### Task goal
Each line below either holds the string "impl" or doesn't. Count those that do and give only the number.

[Collected data]

//! Authentication extractors.
//!
//! `RequireAuth` guards every dashboard page and the JSON API. It also keeps
//! the backend access token fresh: when it expires within
//! [`REFRESH_MARGIN_SECS`](crate::models::session::REFRESH_MARGIN_SECS), the
//! refresh token is exchanged and the session rewritten. A failed refresh
//! signs the seller out.

use axum::{
    extract::{FromRef, FromRequestParts},
    http::{StatusCode, request::Parts},
    response::{IntoResponse, Redirect, Response},
};
use chrono::Utc;
use tower_sessions::Session;

use crate::error::{clear_sentry_user, set_sentry_user};
use crate::models::{CurrentUser, session_keys};
use crate::state::AppState;

/// Extractor that requires a signed-in seller.
///
/// # Example
///
/// ```rust,ignore
/// async fn protected_handler(
///     RequireAuth(user): RequireAuth,
/// ) -> impl IntoResponse {
///     format!("Hello, {}!", user.display_name())
/// }
/// ```
pub struct RequireAuth(pub CurrentUser);

/// Error returned when authentication is required but nobody is signed in.
#[derive(Debug)]
pub enum AuthRejection {
    /// Redirect to the login page, returning to `next` afterwards.
    /// `expired` adds the session-expired notice.
    RedirectToLogin { next: String, expired: bool },
    /// Unauthorized response (for API requests).
    Unauthorized,
}

impl AuthRejection {
    fn for_request(parts: &Parts) -> Self {
        Self::build(parts, false)
    }

    fn expired(parts: &Parts) -> Self {
        Self::build(parts, true)
    }

    fn build(parts: &Parts, expired: bool) -> Self {
        if parts.uri.path().starts_with("/api/") {
            return Self::Unauthorized;
        }
        let next = parts
            .uri
            .path_and_query()
            .map_or_else(|| "/dashboard".to_string(), ToString::to_string);
        Self::RedirectToLogin { next, expired }
    }
}

impl IntoResponse for AuthRejection {
    fn into_response(self) -> Response {
        match self {
            Self::RedirectToLogin { next, expired } => {
                let error = if expired { "error=expired&" } else { "" };
                Redirect::to(&format!(
                    "/auth/login?{error}next={}",
                    urlencoding::encode(&next)
                ))
                .into_response()
            }
            Self::Unauthorized => StatusCode::UNAUTHORIZED.into_response(),
        }
    }
}

impl<S> FromRequestParts<S> for RequireAuth
where
    S: Send + Sync,
    AppState: FromRef<S>,
{
    type Rejection = AuthRejection;

    async fn from_request_parts(parts: &mut Parts, state: &S) -> Result<Self, Self::Rejection> {
        let session = parts
            .extensions
            .get::<Session>()
            .cloned()
            .ok_or(AuthRejection::Unauthorized)?;

        let mut user: CurrentUser = session
            .get(session_keys::CURRENT_USER)
            .await
            .ok()
            .flatten()
            .ok_or_else(|| AuthRejection::for_request(parts))?;

        if user.needs_refresh(Utc::now()) {
            let state = AppState::from_ref(state);
            match state.backend().refresh_session(&user.refresh_token).await {
                Ok(fresh) => {
                    user.apply_refresh(fresh);
                    if let Err(e) = set_current_user(&session, &user).await {
                        tracing::error!(error = %e, "Failed to store refreshed session");
                    }
                    tracing::debug!(user_id = %user.id, "Access token refreshed");
                }
                Err(e) => {
                    tracing::warn!(user_id = %user.id, error = %e, "Token refresh failed, signing out");
                    if let Err(e) = clear_current_user(&session).await {
                        tracing::error!(error = %e, "Failed to clear session");
                    }
                    clear_sentry_user();
                    return Err(AuthRejection::expired(parts));
                }
            }
        }

        set_sentry_user(&user.id, Some(&user.email));
        Ok(Self(user))
    }
}

/// Extractor that optionally gets the signed-in seller.
///
/// Unlike `RequireAuth`, this never rejects and never refreshes tokens; the
/// marketing pages only use it to switch navigation links.
pub struct OptionalAuth(pub Option<CurrentUser>);

impl<S> FromRequestParts<S> for OptionalAuth
where
    S: Send + Sync,
{
    type Rejection = std::convert::Infallible;

    async fn from_request_parts(parts: &mut Parts, _state: &S) -> Result<Self, Self::Rejection> {
        let user = match parts.extensions.get::<Session>() {
            Some(session) => session
                .get::<CurrentUser>(session_keys::CURRENT_USER)
                .await
                .ok()
                .flatten(),
            None => None,
        };

        Ok(Self(user))
    }
}

/// Helper to set the current seller in the session.
///
/// # Errors
///
/// Returns an error if the session cannot be modified.
pub async fn set_current_user(
    session: &Session,
    user: &CurrentUser,
) -> Result<(), tower_sessions::session::Error> {
    session.insert(session_keys::CURRENT_USER, user).await
}

/// Helper to clear the current seller from the session (logout).
///
/// # Errors
///
/// Returns an error if the session cannot be modified.
pub async fn clear_current_user(session: &Session) -> Result<(), tower_sessions::session::Error> {
    session
        .remove::<CurrentUser>(session_keys::CURRENT_USER)
        .await?;
    Ok(())
}

#[cfg(test)]
#[allow(clippy::unwrap_used)]
mod tests {
    use axum::http::Request;

    use super::*;

    fn parts(uri: &str) -> Parts {
        Request::builder().uri(uri).body(()).unwrap().into_parts().0
    }

    #[test]
    fn test_pages_redirect_with_next() {
        let rejection = AuthRejection::for_request(&parts("/dashboard/products?status=draft"));
        let response = rejection.into_response();
        assert_eq!(response.status(), StatusCode::SEE_OTHER);
        assert_eq!(
            response.headers()["location"],
            "/auth/login?next=%2Fdashboard%2Fproducts%3Fstatus%3Ddraft"
        );
    }

    #[test]
    fn test_api_gets_401() {
        let rejection = AuthRejection::for_request(&parts("/api/stats"));
        assert_eq!(rejection.into_response().status(), StatusCode::UNAUTHORIZED);
        let rejection = AuthRejection::expired(&parts("/api/stats"));
        assert_eq!(rejection.into_response().status(), StatusCode::UNAUTHORIZED);
    }

    #[test]
    fn test_expired_session_carries_notice() {
        let response = AuthRejection::expired(&parts("/dashboard/stores")).into_response();
        assert_eq!(
            response.headers()["location"],
            "/auth/login?error=expired&next=%2Fdashboard%2Fstores"
        );
    }
}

### Exercise answer
5